_THE TASK_: How many of the lines below include "UnsupportedMode"? Give the number and no other words.

_Stored items_:
Content starts
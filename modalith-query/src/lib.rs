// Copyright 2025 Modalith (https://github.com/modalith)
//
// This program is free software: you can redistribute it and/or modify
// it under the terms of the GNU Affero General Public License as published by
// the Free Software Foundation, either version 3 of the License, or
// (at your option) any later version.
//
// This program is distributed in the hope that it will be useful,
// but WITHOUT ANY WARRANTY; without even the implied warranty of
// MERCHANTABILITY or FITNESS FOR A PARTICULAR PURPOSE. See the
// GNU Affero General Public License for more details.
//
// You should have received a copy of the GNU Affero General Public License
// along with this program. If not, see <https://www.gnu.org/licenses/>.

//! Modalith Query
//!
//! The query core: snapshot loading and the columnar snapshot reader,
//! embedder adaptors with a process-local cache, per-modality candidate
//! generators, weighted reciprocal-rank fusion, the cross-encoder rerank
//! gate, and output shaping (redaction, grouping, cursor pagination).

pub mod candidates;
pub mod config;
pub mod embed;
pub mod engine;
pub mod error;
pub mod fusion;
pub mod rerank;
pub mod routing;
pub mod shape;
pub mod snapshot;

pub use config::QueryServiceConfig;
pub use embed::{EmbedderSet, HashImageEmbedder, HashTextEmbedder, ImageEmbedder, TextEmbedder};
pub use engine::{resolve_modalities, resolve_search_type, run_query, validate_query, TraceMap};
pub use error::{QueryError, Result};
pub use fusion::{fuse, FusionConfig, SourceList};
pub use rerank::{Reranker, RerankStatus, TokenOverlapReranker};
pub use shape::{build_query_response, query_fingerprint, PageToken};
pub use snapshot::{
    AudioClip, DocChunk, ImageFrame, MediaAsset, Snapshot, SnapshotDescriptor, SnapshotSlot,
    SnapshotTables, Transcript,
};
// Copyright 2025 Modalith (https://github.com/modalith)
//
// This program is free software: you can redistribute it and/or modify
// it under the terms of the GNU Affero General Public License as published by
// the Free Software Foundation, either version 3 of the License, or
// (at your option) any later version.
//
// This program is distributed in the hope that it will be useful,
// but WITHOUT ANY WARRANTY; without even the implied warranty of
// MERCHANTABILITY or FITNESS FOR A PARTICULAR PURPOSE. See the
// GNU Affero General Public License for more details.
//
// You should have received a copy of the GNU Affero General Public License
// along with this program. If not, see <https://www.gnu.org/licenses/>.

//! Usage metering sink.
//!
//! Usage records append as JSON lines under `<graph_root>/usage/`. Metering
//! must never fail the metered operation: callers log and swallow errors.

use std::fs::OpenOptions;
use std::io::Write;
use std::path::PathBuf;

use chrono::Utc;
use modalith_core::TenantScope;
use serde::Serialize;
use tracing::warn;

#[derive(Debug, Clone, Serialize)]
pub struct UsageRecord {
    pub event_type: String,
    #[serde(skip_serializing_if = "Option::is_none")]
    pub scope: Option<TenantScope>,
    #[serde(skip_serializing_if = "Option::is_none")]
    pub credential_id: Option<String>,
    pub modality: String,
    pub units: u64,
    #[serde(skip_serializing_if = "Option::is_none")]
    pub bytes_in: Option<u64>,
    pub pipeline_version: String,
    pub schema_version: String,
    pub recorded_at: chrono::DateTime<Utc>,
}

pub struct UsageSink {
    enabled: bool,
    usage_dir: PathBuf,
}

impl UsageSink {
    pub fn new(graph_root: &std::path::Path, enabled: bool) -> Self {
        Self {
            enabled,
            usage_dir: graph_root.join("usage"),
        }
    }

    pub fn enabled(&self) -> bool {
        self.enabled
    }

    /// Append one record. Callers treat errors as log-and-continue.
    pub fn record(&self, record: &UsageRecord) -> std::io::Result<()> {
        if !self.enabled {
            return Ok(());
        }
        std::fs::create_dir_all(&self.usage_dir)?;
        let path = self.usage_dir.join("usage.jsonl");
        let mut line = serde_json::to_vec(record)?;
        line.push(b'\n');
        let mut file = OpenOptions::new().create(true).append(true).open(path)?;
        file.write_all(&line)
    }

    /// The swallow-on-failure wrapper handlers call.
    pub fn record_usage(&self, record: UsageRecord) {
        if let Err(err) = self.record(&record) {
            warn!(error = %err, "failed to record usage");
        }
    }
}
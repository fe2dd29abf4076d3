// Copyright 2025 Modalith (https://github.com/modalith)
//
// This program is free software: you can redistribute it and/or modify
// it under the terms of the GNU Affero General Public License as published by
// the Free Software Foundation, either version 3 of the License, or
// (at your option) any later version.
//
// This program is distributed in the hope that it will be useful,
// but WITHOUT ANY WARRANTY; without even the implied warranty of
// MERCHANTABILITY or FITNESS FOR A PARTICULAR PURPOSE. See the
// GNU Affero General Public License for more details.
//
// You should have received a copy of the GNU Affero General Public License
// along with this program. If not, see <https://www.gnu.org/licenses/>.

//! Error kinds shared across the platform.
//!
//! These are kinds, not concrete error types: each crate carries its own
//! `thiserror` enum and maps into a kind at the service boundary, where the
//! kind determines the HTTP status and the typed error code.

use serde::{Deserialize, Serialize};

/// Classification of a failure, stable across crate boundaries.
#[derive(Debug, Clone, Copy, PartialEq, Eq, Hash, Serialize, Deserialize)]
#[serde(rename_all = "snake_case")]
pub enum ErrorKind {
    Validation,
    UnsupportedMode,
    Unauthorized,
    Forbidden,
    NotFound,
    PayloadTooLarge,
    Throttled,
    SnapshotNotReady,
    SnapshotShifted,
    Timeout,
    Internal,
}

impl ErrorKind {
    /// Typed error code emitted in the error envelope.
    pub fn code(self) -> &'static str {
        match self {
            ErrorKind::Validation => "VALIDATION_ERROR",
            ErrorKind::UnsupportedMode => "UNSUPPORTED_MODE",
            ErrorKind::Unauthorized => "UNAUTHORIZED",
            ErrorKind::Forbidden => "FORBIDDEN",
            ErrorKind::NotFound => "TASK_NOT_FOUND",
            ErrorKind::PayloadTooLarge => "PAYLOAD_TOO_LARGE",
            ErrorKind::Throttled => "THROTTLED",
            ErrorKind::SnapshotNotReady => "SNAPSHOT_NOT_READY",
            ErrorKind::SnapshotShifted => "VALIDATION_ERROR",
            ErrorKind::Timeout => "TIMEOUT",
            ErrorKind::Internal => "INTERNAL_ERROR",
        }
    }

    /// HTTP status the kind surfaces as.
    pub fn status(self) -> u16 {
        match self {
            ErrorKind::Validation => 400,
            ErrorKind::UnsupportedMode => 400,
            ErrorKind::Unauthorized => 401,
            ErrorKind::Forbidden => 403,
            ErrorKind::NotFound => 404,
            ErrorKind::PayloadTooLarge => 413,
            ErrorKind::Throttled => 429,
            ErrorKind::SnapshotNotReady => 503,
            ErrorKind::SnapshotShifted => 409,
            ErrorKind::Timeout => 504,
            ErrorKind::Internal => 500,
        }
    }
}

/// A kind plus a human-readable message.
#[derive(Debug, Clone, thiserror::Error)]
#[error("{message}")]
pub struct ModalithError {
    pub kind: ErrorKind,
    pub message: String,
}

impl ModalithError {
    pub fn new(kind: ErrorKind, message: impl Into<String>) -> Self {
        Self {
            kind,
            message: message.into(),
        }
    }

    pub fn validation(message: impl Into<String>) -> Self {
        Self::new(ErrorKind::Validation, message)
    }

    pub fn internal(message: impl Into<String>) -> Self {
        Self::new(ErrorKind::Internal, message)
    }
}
Content ends
_COMPLETED TASK_: 3